§ **Material for this task**
========================================================================

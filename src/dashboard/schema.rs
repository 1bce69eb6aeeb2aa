//! Response shapes the dashboard reads from the provider.
//!
//! Every field defaults, so a sparse or partially populated payload still
//! decodes. Missing values surface as `None` or empty collections and are
//! handled downstream (placeholders, skipped buckets).

use serde::Deserialize;

/// One page of a collection endpoint.
#[derive(Debug, Clone, Deserialize)]
pub struct Page<T> {
    #[serde(default = "Vec::new")]
    pub data: Vec<T>,
    #[serde(default)]
    pub pages: Option<PageLinks>,
}

impl<T> Page<T> {
    /// The opaque cursor for the following page, if any.
    ///
    /// An empty cursor marks the last page, same as `null`.
    pub fn next_url(&self) -> Option<&str> {
        self.pages
            .as_ref()
            .and_then(|p| p.next_url.as_deref())
            .filter(|next| !next.is_empty())
    }
}

#[derive(Debug, Clone, Default, Deserialize)]
pub struct PageLinks {
    #[serde(default)]
    pub next_url: Option<String>,
}

#[derive(Debug, Clone, Default, Deserialize)]
pub struct AssignmentRecord {
    #[serde(default)]
    pub id: u64,
    #[serde(default)]
    pub data: AssignmentFields,
}

#[derive(Debug, Clone, Default, Deserialize)]
pub struct AssignmentFields {
    #[serde(default)]
    pub subject_id: Option<u64>,
    #[serde(default)]
    pub subject_type: Option<String>,
    /// Signed so out-of-range values from a misbehaving upstream still
    /// decode and land in the catch-all bucket.
    #[serde(default)]
    pub srs_stage: Option<i64>,
}

#[derive(Debug, Clone, Default, Deserialize)]
pub struct SubjectRecord {
    #[serde(default)]
    pub id: u64,
    #[serde(default)]
    pub object: Option<String>,
    #[serde(default)]
    pub data: SubjectFields,
}

impl SubjectRecord {
    /// Flagged primary meaning, else the first listed, else the singular
    /// `meaning` field.
    pub fn primary_meaning(&self) -> Option<&str> {
        let meanings = &self.data.meanings;
        meanings
            .iter()
            .find(|m| m.primary)
            .or_else(|| meanings.first())
            .map(|m| m.meaning.as_str())
            .or(self.data.meaning.as_deref())
    }
}

#[derive(Debug, Clone, Default, Deserialize)]
pub struct SubjectFields {
    #[serde(default)]
    pub characters: Option<String>,
    #[serde(default)]
    pub meanings: Vec<MeaningEntry>,
    #[serde(default)]
    pub meaning: Option<String>,
    #[serde(default)]
    pub level: Option<u32>,
}

#[derive(Debug, Clone, Default, Deserialize)]
pub struct MeaningEntry {
    #[serde(default)]
    pub meaning: String,
    #[serde(default)]
    pub primary: bool,
}

/// `GET summary` body.
#[derive(Debug, Clone, Default, Deserialize)]
pub struct SummaryReport {
    #[serde(default)]
    pub data: SummaryFields,
}

impl SummaryReport {
    pub fn upcoming(&self) -> &[ReviewBlockRecord] {
        &self.data.reviews.upcoming
    }
}

#[derive(Debug, Clone, Default, Deserialize)]
pub struct SummaryFields {
    #[serde(default)]
    pub reviews: ReviewsFields,
}

#[derive(Debug, Clone, Default, Deserialize)]
pub struct ReviewsFields {
    #[serde(default)]
    pub upcoming: Vec<ReviewBlockRecord>,
}

#[derive(Debug, Clone, Default, Deserialize)]
pub struct ReviewBlockRecord {
    #[serde(default)]
    pub available_at: Option<String>,
    #[serde(default)]
    pub subject_ids: Vec<u64>,
}

#[derive(Debug, Clone, Deserialize)]
pub struct LoginResponse {
    pub access_token: String,
}

#[derive(Debug, Clone, Default, Deserialize)]
pub struct MessageResponse {
    #[serde(default)]
    pub message: String,
}

#[derive(Debug, Clone, Deserialize)]
pub struct RevisionSession {
    #[serde(default)]
    pub user: String,
    pub subject: SubjectRecord,
}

========================================================================

§ **What the task asks**
Copy the data above. Keep each line exact.

§ **Problem solution**
filename src/dashboard/schema.rs
repository 1bce69eb6aeeb2aa
//! Response shapes the dashboard reads from the provider.
//!
//! Every field defaults, so a sparse or partially populated payload still
//! decodes. Missing values surface as `None` or empty collections and are
//! handled downstream (placeholders, skipped buckets).

use serde::Deserialize;

/// One page of a collection endpoint.
#[derive(Debug, Clone, Deserialize)]
pub struct Page<T> {
    #[serde(default = "Vec::new")]
    pub data: Vec<T>,
    #[serde(default)]
    pub pages: Option<PageLinks>,
}

impl<T> Page<T> {
    /// The opaque cursor for the following page, if any.
    ///
    /// An empty cursor marks the last page, same as `null`.
    pub fn next_url(&self) -> Option<&str> {
        self.pages
            .as_ref()
            .and_then(|p| p.next_url.as_deref())
            .filter(|next| !next.is_empty())
    }
}

#[derive(Debug, Clone, Default, Deserialize)]
pub struct PageLinks {
    #[serde(default)]
    pub next_url: Option<String>,
}

#[derive(Debug, Clone, Default, Deserialize)]
pub struct AssignmentRecord {
    #[serde(default)]
    pub id: u64,
    #[serde(default)]
    pub data: AssignmentFields,
}

#[derive(Debug, Clone, Default, Deserialize)]
pub struct AssignmentFields {
    #[serde(default)]
    pub subject_id: Option<u64>,
    #[serde(default)]
    pub subject_type: Option<String>,
    /// Signed so out-of-range values from a misbehaving upstream still
    /// decode and land in the catch-all bucket.
    #[serde(default)]
    pub srs_stage: Option<i64>,
}

#[derive(Debug, Clone, Default, Deserialize)]
pub struct SubjectRecord {
    #[serde(default)]
    pub id: u64,
    #[serde(default)]
    pub object: Option<String>,
    #[serde(default)]
    pub data: SubjectFields,
}

impl SubjectRecord {
    /// Flagged primary meaning, else the first listed, else the singular
    /// `meaning` field.
    pub fn primary_meaning(&self) -> Option<&str> {
        let meanings = &self.data.meanings;
        meanings
            .iter()
            .find(|m| m.primary)
            .or_else(|| meanings.first())
            .map(|m| m.meaning.as_str())
            .or(self.data.meaning.as_deref())
    }
}

#[derive(Debug, Clone, Default, Deserialize)]
pub struct SubjectFields {
    #[serde(default)]
    pub characters: Option<String>,
    #[serde(default)]
    pub meanings: Vec<MeaningEntry>,
    #[serde(default)]
    pub meaning: Option<String>,
    #[serde(default)]
    pub level: Option<u32>,
}

#[derive(Debug, Clone, Default, Deserialize)]
pub struct MeaningEntry {
    #[serde(default)]
    pub meaning: String,
    #[serde(default)]
    pub primary: bool,
}

/// `GET summary` body.
#[derive(Debug, Clone, Default, Deserialize)]
pub struct SummaryReport {
    #[serde(default)]
    pub data: SummaryFields,
}

impl SummaryReport {
    pub fn upcoming(&self) -> &[ReviewBlockRecord] {
        &self.data.reviews.upcoming
    }
}

#[derive(Debug, Clone, Default, Deserialize)]
pub struct SummaryFields {
    #[serde(default)]
    pub reviews: ReviewsFields,
}

#[derive(Debug, Clone, Default, Deserialize)]
pub struct ReviewsFields {
    #[serde(default)]
    pub upcoming: Vec<ReviewBlockRecord>,
}

#[derive(Debug, Clone, Default, Deserialize)]
pub struct ReviewBlockRecord {
    #[serde(default)]
    pub available_at: Option<String>,
    #[serde(default)]
    pub subject_ids: Vec<u64>,
}

#[derive(Debug, Clone, Deserialize)]
pub struct LoginResponse {
    pub access_token: String,
}

#[derive(Debug, Clone, Default, Deserialize)]
pub struct MessageResponse {
    #[serde(default)]
    pub message: String,
}

#[derive(Debug, Clone, Deserialize)]
pub struct RevisionSession {
    #[serde(default)]
    pub user: String,
    pub subject: SubjectRecord,
}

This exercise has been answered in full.